Keep Factually independent
Whether you agree or disagree with our analysis, these conversations matter for democracy. We don't take money from political groups - even a $5 donation helps us keep it that way.
Who first reported Donald Trump's suckers and losers remarks about soldiers?
Executive Summary
The core factual finding is that The Atlantic first published the report alleging Donald Trump called U.S. war dead “suckers” and “losers” in 2020, based on multiple anonymous sources cited by reporter Jeffrey Goldberg; that account has been repeatedly discussed, denied by Trump and aides, and later supported by corroborating statements from former White House chief of staff John Kelly and other officials [1] [2]. Subsequent coverage, confirmation attempts, and fact checks have produced a mix of corroboration, denials, and clarifications: multiple outlets note The Atlantic as the originating report while later reporting added testimonies and dispute over exact wording and context [3] [4] [5]. This analysis extracts the key claims, shows how contemporaneous confirmations evolved, and highlights where reporting remains contested.
1. Who first published the explosive allegation — a clear origin story
The first public appearance of the specific phrasing that Trump called fallen U.S. service members “suckers” and “losers” traces to The Atlantic’s September 2020 article by Jeffrey Goldberg, which attributed the quotes to four unnamed sources with direct knowledge of the remarks [1]. That initial piece is consistently identified across later summaries and fact-checks as the originating report; major subsequent accounts refer back to The Atlantic as the provenance of the allegation [6] [2]. The Atlantic’s role as the original publisher is central to how the story entered national discourse: subsequent reporting and public responses framed themselves as either confirming, qualifying, or disputing the magazine’s claims, and many analyses start by establishing that provenance before evaluating corroboration [3].
2. What corroboration emerged after the initial report — slow, partial confirmation
After The Atlantic’s publication, some officials and insiders later provided confirmations or supportive statements, most notably former White House chief of staff John Kelly, who publicly corroborated elements of the reporting by indicating Trump made disparaging comments about U.S. service members [7] [5]. Fact-checking outlets and national press pieces documented these confirmations as adding weight to the Atlantic account, while noting they did not always reproduce the precise phrasing or context contained in the original article [4] [8]. The pattern that emerges is partial corroboration rather than incontrovertible proof of every quoted word; reporting cited multiple witnesses and secondhand accounts that collectively buttressed the original allegation without universally producing a single, on-record eyewitness who heard the exact quote as reported [2].

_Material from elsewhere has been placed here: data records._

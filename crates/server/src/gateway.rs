//! The chat endpoint: admission first, then the downstream generation call.

use std::sync::Arc;

use axum::{
    Extension, Json, Router,
    extract::{State, rejection::JsonRejection},
    routing::post,
};
use config::Identity;
use llm::Generator;
use rate_limit::{UsageTracker, describe_window};
use serde::{Deserialize, Serialize};

use crate::error::ApiError;

#[derive(Debug, Deserialize)]
pub(crate) struct ChatRequest {
    #[serde(default)]
    message: Option<String>,
}

#[derive(Debug, Serialize)]
pub(crate) struct ChatResponse {
    success: bool,
    message: String,
    remaining_requests: u32,
}

/// Admits requests against the usage tracker and forwards admitted prompts to the generator.
pub(crate) struct RequestGateway {
    tracker: Arc<UsageTracker>,
    generator: Arc<dyn Generator>,
}

impl RequestGateway {
    pub fn new(tracker: Arc<UsageTracker>, generator: Arc<dyn Generator>) -> Self {
        Self { tracker, generator }
    }

    /// Counts the request against `identity`, then generates a reply for `message`.
    ///
    /// The request is counted before the message is checked, so an empty message still consumes quota.
    /// A failed generation is reported once and the consumed quota is not refunded.
    pub async fn handle(&self, identity: &Identity, message: Option<String>) -> Result<ChatResponse, ApiError> {
        let admission = self.tracker.admit(identity);

        if !admission.allowed {
            log::debug!("Quota exhausted for {} identity '{}'", identity.class, identity.key);

            return Err(ApiError::QuotaExceeded {
                class: identity.class.to_string(),
                limit: admission.limit,
                window: describe_window(self.tracker.policy().window()),
            });
        }

        let message = message.filter(|m| !m.is_empty()).ok_or(ApiError::MissingMessage)?;

        let text = self.generator.generate(&message).await.map_err(|e| {
            log::error!("Generation failed for {} identity: {e}", identity.class);
            ApiError::from(e)
        })?;

        Ok(ChatResponse {
            success: true,
            message: text,
            remaining_requests: admission.remaining,
        })
    }
}

pub(crate) fn router(gateway: Arc<RequestGateway>) -> Router {
    Router::new().route("/api/chat", post(chat)).with_state(gateway)
}

async fn chat(
    State(gateway): State<Arc<RequestGateway>>,
    Extension(identity): Extension<Identity>,
    body: Result<Json<ChatRequest>, JsonRejection>,
) -> Result<Json<ChatResponse>, ApiError> {
    // A body that is not a JSON object with a message is handled as a missing message, after admission.
    let message = match body {
        Ok(Json(request)) => request.message,
        Err(rejection) => {
            log::debug!("Unreadable chat body: {rejection}");
            None
        }
    };

    gateway.handle(&identity, message).await.map(Json)
}
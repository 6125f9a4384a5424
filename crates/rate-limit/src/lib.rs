//! Per-identity request quotas for the gatekeeper.
//!
//! This crate provides:
//! - [`QuotaPolicy`], the static mapping from identity class to requests per window
//! - [`UsageTracker`], the fixed-window admission decision over a usage store
//! - [`InMemoryStorage`], the process-local usage store with stale record eviction
//!
//! Usage is not persisted and not shared between processes.

#![deny(missing_docs)]

mod policy;
mod storage;
mod tracker;

pub use policy::{QuotaPolicy, describe_window};
pub use storage::{InMemoryStorage, UsageRecord, UsageStorage};
pub use tracker::{AdmissionResult, UsageSnapshot, UsageTracker};
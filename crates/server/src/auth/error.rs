/// Failures of login and identity resolution.
#[derive(Debug, thiserror::Error)]
pub enum AuthError {
    #[error("Username and password are required")]
    MissingCredentials,
    #[error("Invalid username or password")]
    InvalidCredentials,
    #[error("Invalid token: {0}")]
    InvalidToken(String),
    #[error("Internal server error")]
    Internal,
}
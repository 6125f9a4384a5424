use std::sync::Arc;

use axum::{
    Json, Router,
    extract::{State, rejection::JsonRejection},
    routing::post,
};
use serde::{Deserialize, Serialize};

use crate::{
    auth::{AuthError, CredentialIssuer},
    error::ApiError,
};

#[derive(Debug, Deserialize)]
pub(crate) struct LoginRequest {
    #[serde(default)]
    username: String,
    #[serde(default)]
    password: String,
}

#[derive(Debug, Serialize)]
pub(crate) struct LoginResponse {
    success: bool,
    message: &'static str,
    token: String,
}

pub(crate) fn router(issuer: Arc<CredentialIssuer>) -> Router {
    Router::new().route("/api/login", post(login)).with_state(issuer)
}

async fn login(
    State(issuer): State<Arc<CredentialIssuer>>,
    body: Result<Json<LoginRequest>, JsonRejection>,
) -> Result<Json<LoginResponse>, ApiError> {
    let Json(request) = body.map_err(|rejection| {
        log::debug!("Unreadable login body: {rejection}");
        AuthError::MissingCredentials
    })?;

    let token = issuer.issue(&request.username, &request.password)?;

    Ok(Json(LoginResponse {
        success: true,
        message: "User logged in successfully",
        token,
    }))
}
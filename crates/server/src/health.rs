use axum::{Json, Router, routing::get};
use config::HealthConfig;
use http::StatusCode;

#[derive(Debug, serde::Serialize)]
#[serde(tag = "status", rename_all = "lowercase")]
pub(crate) enum HealthState {
    /// Indicates that the server is healthy and operational.
    Healthy,
}

/// Handles health check requests and returns the current health status of the server.
pub(crate) async fn health() -> (StatusCode, Json<HealthState>) {
    (StatusCode::OK, Json(HealthState::Healthy))
}

pub(crate) fn router(config: &HealthConfig) -> Router {
    Router::new().route(&config.path, get(health))
}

3. What denials and disputes exist — context and competing narratives
From the outset, Trump and his allies denied the Atlantic report and disputed the words attributed to him, and some later fact-checks identified related media manipulations or altered media components that complicated public perception [9]. Reports also highlighted how anonymous sourcing and differing recollections among officials produced variations in accounts about wording, timing, and context, which critics used to question the reliability of the allegation despite later confirmations [2] [9]. Media critics and supporters framed these disputes differently: supporters argued corroborations from officials like Kelly reinforced the Atlantic’s claims, while defenders of Trump emphasized denials, disputed memory, and the lack of publicly available firsthand recordings to assert uncertainty [8].
4. How fact-checkers treated the story — verification with caveats
Independent fact-checks and news analyses treated The Atlantic’s report as a serious allegation that merited scrutiny; many fact-checks affirmed that key elements were corroborated by later statements, while also underscoring limits such as anonymous sourcing and absence of direct tape evidence for the exact phrasing [4] [9]. Reuters and other outlets investigated related video claims and found instances where media had been manipulated or altered, demonstrating how verification requires careful attention to source provenance and media integrity [9]. Fact-checkers emphasized corroboration of the broader claim — that disparaging remarks were made — while highlighting evidentiary gaps about verbatim quotes and context, resulting in nuanced verdicts rather than binary confirmations.
5. The big-picture takeaway — provenance, corroboration, and remaining questions
The durable headline is that The Atlantic was the first to publish the “suckers” and “losers” allegation in 2020, and subsequent reporting added corroborative testimonies that strengthened the core claim that disparaging remarks were made about U.S. service members, particularly through John Kelly’s later statements [1] [7]. At the same time, denials, variations in witness accounts, and fact-checkers’ caution about exact wording and context mean some elements remain contested, leaving the public record with a clear origin and partial corroboration but not universal, audio-recorded proof of the precise quoted language [2] [9]. Readers should judge the claim knowing The Atlantic is the originator, corroboration followed, and substantive debate over wording and context persists.